Your output should be the lines from the start of the data through the line containing "sobre o arquivo.", exactly and nothing more.

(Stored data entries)
- Opening Delimiter -

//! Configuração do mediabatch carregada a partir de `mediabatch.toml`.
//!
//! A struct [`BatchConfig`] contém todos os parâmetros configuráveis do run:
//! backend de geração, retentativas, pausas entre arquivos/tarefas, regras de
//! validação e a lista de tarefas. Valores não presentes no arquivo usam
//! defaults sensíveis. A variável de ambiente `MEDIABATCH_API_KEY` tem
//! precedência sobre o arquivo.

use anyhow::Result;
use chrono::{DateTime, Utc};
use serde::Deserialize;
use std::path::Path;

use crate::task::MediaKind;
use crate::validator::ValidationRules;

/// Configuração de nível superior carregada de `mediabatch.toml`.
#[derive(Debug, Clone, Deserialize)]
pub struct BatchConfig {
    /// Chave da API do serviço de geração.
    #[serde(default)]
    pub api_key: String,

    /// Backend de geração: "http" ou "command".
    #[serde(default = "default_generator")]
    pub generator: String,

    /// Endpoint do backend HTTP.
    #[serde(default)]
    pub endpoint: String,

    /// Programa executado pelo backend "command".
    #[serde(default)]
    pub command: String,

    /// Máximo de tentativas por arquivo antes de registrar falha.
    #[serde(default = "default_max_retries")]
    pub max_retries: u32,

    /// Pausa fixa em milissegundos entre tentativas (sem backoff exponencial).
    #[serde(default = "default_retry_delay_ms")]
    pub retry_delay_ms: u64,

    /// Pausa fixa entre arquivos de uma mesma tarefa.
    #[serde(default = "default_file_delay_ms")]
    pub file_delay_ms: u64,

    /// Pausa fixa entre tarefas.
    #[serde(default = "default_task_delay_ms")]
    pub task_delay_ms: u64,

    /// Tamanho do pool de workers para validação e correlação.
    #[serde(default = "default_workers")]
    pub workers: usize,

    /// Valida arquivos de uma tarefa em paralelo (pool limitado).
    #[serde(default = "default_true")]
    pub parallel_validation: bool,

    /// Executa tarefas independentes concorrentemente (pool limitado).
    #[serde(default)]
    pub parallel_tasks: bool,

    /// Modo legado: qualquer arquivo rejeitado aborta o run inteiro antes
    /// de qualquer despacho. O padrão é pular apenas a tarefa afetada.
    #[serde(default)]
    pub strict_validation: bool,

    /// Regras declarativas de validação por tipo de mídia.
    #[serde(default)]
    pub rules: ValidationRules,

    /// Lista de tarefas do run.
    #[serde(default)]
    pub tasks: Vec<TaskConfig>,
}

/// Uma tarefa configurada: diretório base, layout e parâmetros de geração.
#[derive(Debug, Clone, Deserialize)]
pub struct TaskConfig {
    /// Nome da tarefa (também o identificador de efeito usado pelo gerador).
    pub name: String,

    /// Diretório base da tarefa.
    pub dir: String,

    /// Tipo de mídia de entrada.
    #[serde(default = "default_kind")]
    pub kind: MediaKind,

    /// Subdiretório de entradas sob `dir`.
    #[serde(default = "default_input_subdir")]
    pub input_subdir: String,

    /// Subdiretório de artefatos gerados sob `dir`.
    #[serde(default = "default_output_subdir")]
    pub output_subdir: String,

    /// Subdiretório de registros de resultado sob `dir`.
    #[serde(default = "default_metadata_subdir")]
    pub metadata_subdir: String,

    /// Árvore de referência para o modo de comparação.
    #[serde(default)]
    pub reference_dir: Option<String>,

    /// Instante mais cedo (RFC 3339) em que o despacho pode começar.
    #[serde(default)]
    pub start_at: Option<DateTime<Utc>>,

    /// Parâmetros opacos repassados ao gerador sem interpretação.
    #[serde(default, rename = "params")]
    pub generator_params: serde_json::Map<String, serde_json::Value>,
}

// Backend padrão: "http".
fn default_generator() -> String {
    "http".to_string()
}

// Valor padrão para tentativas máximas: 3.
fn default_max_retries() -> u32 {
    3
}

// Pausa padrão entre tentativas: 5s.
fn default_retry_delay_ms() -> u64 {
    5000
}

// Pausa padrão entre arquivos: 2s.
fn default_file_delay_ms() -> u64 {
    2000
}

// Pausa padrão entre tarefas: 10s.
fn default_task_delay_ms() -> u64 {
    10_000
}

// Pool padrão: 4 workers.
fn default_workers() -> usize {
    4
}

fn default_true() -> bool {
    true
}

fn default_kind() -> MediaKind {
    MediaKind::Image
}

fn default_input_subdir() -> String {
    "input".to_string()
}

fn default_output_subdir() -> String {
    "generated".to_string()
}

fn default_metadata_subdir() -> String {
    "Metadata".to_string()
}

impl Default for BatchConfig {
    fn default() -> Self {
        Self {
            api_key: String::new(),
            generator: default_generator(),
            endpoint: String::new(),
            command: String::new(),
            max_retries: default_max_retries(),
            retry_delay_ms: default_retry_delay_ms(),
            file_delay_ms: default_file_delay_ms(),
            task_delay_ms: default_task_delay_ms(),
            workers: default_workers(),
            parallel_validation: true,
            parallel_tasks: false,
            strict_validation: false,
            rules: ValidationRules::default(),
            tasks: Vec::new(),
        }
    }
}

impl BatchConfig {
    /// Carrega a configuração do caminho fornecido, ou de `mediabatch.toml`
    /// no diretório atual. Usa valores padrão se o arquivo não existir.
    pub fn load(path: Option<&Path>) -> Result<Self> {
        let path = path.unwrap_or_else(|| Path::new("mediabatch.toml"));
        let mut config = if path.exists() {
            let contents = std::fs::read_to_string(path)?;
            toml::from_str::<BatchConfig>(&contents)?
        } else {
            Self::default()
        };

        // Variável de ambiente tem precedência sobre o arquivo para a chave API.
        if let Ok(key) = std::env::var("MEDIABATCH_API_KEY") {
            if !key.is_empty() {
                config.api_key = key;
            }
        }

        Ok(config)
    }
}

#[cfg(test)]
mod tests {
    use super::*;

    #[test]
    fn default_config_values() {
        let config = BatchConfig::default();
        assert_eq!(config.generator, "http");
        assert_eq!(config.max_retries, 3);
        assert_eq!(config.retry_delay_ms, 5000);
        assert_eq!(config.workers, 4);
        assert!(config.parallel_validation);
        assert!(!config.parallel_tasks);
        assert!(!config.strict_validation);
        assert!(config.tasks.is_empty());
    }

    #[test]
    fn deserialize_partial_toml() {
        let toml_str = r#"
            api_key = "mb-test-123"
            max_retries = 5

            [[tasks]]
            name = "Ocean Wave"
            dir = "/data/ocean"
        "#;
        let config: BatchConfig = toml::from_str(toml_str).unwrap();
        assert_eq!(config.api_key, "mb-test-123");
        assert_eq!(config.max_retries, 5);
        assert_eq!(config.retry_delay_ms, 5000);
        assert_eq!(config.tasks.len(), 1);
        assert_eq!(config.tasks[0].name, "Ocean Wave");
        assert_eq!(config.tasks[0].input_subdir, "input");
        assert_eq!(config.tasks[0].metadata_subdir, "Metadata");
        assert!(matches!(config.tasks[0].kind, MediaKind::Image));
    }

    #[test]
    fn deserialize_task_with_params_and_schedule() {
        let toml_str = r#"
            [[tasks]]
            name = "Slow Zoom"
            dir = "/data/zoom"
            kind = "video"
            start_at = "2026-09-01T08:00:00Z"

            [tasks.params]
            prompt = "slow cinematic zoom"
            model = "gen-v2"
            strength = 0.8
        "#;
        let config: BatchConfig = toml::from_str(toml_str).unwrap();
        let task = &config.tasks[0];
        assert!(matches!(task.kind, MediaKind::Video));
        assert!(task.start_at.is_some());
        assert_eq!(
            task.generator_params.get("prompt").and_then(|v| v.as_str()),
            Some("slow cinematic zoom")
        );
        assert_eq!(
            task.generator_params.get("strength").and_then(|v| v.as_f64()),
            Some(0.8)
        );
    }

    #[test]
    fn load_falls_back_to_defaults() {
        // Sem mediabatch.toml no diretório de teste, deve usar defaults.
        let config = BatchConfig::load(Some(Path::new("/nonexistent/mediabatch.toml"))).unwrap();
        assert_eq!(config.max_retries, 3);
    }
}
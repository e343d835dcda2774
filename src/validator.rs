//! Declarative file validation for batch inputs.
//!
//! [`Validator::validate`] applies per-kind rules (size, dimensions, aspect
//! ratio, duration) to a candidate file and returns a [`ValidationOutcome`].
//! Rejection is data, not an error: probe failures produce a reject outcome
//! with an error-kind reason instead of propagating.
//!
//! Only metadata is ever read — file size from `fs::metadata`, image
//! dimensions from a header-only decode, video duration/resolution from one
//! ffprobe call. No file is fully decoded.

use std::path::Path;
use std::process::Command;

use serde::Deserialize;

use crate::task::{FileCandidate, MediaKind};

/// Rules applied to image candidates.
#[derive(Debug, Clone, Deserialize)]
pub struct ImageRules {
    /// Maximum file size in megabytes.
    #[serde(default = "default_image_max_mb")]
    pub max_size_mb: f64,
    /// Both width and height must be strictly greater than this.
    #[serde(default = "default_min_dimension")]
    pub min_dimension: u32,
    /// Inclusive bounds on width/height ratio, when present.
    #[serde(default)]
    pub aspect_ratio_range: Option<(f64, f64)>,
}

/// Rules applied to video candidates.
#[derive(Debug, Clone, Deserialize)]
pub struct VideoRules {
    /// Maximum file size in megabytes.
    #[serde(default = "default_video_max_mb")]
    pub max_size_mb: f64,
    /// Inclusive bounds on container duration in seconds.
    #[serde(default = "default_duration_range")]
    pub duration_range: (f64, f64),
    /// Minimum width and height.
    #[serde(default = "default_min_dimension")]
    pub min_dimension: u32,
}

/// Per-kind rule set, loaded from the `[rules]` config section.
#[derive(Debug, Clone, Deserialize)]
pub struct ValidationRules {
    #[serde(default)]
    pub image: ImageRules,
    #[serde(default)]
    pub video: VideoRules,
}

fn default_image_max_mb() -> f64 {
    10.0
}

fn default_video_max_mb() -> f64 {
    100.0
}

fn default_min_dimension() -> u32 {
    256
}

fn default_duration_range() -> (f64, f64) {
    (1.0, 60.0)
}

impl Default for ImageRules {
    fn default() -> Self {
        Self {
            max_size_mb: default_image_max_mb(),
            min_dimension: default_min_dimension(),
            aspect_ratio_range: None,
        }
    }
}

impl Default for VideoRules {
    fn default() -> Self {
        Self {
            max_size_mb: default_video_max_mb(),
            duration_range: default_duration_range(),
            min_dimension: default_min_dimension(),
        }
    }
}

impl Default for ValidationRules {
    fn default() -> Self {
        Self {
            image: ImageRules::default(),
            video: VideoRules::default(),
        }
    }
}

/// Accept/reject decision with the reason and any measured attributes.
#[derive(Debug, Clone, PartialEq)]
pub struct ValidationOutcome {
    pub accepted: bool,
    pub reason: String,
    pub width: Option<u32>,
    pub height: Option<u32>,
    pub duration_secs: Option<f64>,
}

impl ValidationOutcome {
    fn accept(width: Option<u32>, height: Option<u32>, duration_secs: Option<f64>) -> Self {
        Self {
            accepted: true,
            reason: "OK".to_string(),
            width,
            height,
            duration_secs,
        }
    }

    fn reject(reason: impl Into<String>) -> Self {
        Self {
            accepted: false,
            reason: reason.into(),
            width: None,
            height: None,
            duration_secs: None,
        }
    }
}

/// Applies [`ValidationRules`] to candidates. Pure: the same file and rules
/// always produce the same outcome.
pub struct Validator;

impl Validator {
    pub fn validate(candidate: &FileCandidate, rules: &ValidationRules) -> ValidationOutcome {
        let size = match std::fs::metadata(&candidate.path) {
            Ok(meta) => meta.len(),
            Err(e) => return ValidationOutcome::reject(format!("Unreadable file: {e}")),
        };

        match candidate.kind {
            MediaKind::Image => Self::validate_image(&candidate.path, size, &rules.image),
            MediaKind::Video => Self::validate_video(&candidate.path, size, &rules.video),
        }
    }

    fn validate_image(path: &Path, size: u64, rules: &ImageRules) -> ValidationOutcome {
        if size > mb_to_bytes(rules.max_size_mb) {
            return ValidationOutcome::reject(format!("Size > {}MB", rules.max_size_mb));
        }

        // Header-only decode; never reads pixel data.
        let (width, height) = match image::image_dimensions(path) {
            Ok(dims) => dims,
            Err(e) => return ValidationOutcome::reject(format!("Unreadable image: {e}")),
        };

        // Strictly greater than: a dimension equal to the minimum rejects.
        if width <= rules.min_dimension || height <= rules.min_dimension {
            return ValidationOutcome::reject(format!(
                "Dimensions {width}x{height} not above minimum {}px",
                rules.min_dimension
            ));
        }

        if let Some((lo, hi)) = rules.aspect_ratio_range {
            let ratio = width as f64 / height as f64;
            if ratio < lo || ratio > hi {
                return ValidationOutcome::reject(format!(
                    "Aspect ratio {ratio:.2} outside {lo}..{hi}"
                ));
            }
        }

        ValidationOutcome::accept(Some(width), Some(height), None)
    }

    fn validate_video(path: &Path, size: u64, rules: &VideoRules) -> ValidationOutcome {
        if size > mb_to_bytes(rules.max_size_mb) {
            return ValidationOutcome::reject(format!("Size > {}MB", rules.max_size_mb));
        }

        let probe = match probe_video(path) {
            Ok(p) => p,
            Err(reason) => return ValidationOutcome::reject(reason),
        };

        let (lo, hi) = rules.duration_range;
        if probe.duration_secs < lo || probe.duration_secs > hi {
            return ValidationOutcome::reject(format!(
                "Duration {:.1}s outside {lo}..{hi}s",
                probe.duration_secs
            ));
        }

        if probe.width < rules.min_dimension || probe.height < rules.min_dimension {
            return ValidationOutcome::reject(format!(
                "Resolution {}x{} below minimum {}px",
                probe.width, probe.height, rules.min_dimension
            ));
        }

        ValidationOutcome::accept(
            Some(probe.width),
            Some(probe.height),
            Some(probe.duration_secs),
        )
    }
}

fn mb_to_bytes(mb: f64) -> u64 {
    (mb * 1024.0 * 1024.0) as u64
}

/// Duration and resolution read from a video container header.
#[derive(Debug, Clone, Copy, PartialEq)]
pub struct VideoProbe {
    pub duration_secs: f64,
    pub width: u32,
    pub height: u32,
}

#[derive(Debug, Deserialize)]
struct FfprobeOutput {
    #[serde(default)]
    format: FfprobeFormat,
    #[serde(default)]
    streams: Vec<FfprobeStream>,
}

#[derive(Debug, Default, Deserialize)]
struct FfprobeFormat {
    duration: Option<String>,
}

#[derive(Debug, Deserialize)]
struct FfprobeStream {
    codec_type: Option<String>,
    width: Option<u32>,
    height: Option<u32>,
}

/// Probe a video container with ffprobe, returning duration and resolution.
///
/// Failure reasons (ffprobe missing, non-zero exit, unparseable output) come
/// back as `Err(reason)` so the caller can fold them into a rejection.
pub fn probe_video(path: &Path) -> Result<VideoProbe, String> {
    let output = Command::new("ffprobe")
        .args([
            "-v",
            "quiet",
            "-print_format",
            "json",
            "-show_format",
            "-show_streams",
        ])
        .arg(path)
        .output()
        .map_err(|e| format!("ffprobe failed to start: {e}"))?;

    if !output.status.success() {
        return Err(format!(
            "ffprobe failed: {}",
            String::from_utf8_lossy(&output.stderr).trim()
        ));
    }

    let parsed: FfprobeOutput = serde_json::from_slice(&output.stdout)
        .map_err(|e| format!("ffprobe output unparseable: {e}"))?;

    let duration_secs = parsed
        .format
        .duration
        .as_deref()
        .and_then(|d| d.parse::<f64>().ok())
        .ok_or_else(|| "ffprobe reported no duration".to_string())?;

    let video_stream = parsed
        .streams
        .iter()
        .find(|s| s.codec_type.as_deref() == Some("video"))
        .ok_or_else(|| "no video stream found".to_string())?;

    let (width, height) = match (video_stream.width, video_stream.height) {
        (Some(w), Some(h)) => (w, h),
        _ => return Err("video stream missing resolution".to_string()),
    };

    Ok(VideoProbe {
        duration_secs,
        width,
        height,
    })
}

- Closing Delimiter -

[SOLUTION FOR THIS TASK]
//! Configuração do mediabatch carregada a partir de `mediabatch.toml`.
//!
//! A struct [`BatchConfig`] contém todos os parâmetros configuráveis do run:
//! backend de geração, retentativas, pausas entre arquivos/tarefas, regras de
//! validação e a lista de tarefas. Valores não presentes no arquivo usam
//! defaults sensíveis. A variável de ambiente `MEDIABATCH_API_KEY` tem
//! precedência sobre o arquivo.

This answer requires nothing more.